BUT, there is NO DUTY TO DISCLOSE UNLESS:
a) a fiduciary relationship exists;
b) it’s necessary to correct an earlier mistake;
c) Active concealment occurs; OR
d) A seller of real property knows material facts that affect the value of the property (that buyer is unaware of and cannot reasonably discover).
**Illegality and Public Policy
Courts will NOT enforce contracts that are illegal or contrary to public policy.
- Contract is void if the illegality existed at the time of contract formation
- Performance is discharged if the contract subsequently became illegal
- A contract with an illegal purpose is voidable by the party who did not know of the illegal purpose.
**Unconscionability
Occurs when the contract/term shocks the conscious of the court.
Usually need both Procedural unconscionability and Substantive unconscionability.
**Procedural Unconscionability
- One party has a superior bargaining position over the other party and uses that power to their advantage.

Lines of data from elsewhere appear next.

//! Liveness probe helpers.

use std::path::Path;

use reqwest::Client;
use serde_json::Value;
use tracing::debug;

/// Result of a single liveness probe.
#[derive(Debug, Clone, PartialEq, Eq)]
pub struct ProbeOutcome {
    pub available: bool,
    pub reason: Option<String>,
}

impl ProbeOutcome {
    pub fn up() -> Self {
        Self {
            available: true,
            reason: None,
        }
    }

    pub fn down(reason: impl Into<String>) -> Self {
        Self {
            available: false,
            reason: Some(reason.into()),
        }
    }
}

/// Probe a local model server: the endpoint must answer with a JSON body
/// listing at least one installed model.
///
/// `count_models` extracts the model count from the response body.
pub async fn probe_model_server<F>(http: &Client, url: &str, count_models: F) -> ProbeOutcome
where
    F: FnOnce(&Value) -> usize,
{
    let response = match http.get(url).send().await {
        Ok(r) => r,
        Err(e) => {
            debug!("Probe of {} failed: {}", url, e);
            return ProbeOutcome::down(format!("unreachable: {e}"));
        }
    };

    if !response.status().is_success() {
        return ProbeOutcome::down(format!("HTTP {}", response.status().as_u16()));
    }

    let body: Value = match response.json().await {
        Ok(v) => v,
        Err(e) => return ProbeOutcome::down(format!("invalid probe response: {e}")),
    };

    match count_models(&body) {
        0 => ProbeOutcome::down("no models installed"),
        _ => ProbeOutcome::up(),
    }
}

/// Paid APIs are treated as live once a key is configured; real validation
/// happens on first use.
pub fn probe_api_key(key: Option<&str>) -> ProbeOutcome {
    match key {
        Some(k) if !k.trim().is_empty() => ProbeOutcome::up(),
        _ => ProbeOutcome::down("API key not configured"),
    }
}

/// The binary must resolve on PATH (or be an existing path).
pub fn probe_binary(binary: &str) -> ProbeOutcome {
    match which::which(binary) {
        Ok(_) => ProbeOutcome::up(),
        Err(_) => ProbeOutcome::down(format!("{binary} not found in PATH")),
    }
}

/// The file must exist.
pub fn probe_file(path: &Path, what: &str) -> ProbeOutcome {
    if path.is_file() {
        ProbeOutcome::up()
    } else {
        ProbeOutcome::down(format!("{what} not found at {}", path.display()))
    }
}

/// Length of the array at `key`, or of the body itself when it is an array.
pub fn array_len(body: &Value, key: Option<&str>) -> usize {
    let target = match key {
        Some(k) => body.get(k),
        None => Some(body),
    };
    target.and_then(Value::as_array).map(Vec::len).unwrap_or(0)
}

#[cfg(test)]
mod tests {
    use super::*;
    use serde_json::json;
    use wiremock::matchers::{method, path};
    use wiremock::{Mock, MockServer, ResponseTemplate};

    #[tokio::test]
    async fn test_model_server_with_models_is_up() {
        let server = MockServer::start().await;
        Mock::given(method("GET"))
            .and(path("/api/tags"))
            .respond_with(ResponseTemplate::new(200).set_body_json(json!({
                "models": [{"name": "llama3.1"}]
            })))
            .mount(&server)
            .await;

        let url = format!("{}/api/tags", server.uri());
        let outcome = probe_model_server(&Client::new(), &url, |b| array_len(b, Some("models"))).await;
        assert_eq!(outcome, ProbeOutcome::up());
    }

    #[tokio::test]
    async fn test_model_server_without_models_is_down() {
        let server = MockServer::start().await;
        Mock::given(method("GET"))
            .and(path("/api/tags"))
            .respond_with(ResponseTemplate::new(200).set_body_json(json!({ "models": [] })))
            .mount(&server)
            .await;

        let url = format!("{}/api/tags", server.uri());
        let outcome = probe_model_server(&Client::new(), &url, |b| array_len(b, Some("models"))).await;
        assert!(!outcome.available);
        assert_eq!(outcome.reason.as_deref(), Some("no models installed"));
    }

    #[tokio::test]
    async fn test_model_server_error_status_is_down() {
        let server = MockServer::start().await;
        Mock::given(method("GET"))
            .respond_with(ResponseTemplate::new(503))
            .mount(&server)
            .await;

        let url = format!("{}/sdapi/v1/sd-models", server.uri());
        let outcome = probe_model_server(&Client::new(), &url, |b| array_len(b, None)).await;
        assert_eq!(outcome.reason.as_deref(), Some("HTTP 503"));
    }

    #[test]
    fn test_api_key_probe() {
        assert!(probe_api_key(Some("sk-123")).available);
        assert!(!probe_api_key(Some("  ")).available);
        assert!(!probe_api_key(None).available);
    }

    #[test]
    fn test_missing_binary_probe() {
        let outcome = probe_binary("vgen-definitely-not-installed");
        assert!(!outcome.available);
        assert!(outcome.reason.unwrap().contains("not found"));
    }
}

**Substantive Unconscionability
- Contract contains terms that are obviosly unfair and one-sided in favor of the party with the superior bargaining power
If unconscionable, the court may…
a) enforce the contract without the unconscionable term; OR
b) limit the application of the term.
***Statue of Frauds
- Contract is not valid unless in a writing signed by the party to be charged
Writing Requirement
Writing must:
(1) be signed by the party to be charged;
(2) reasonably identify the subject matter,
(3) indicate a contract was made, AND
(4) state the essential terms.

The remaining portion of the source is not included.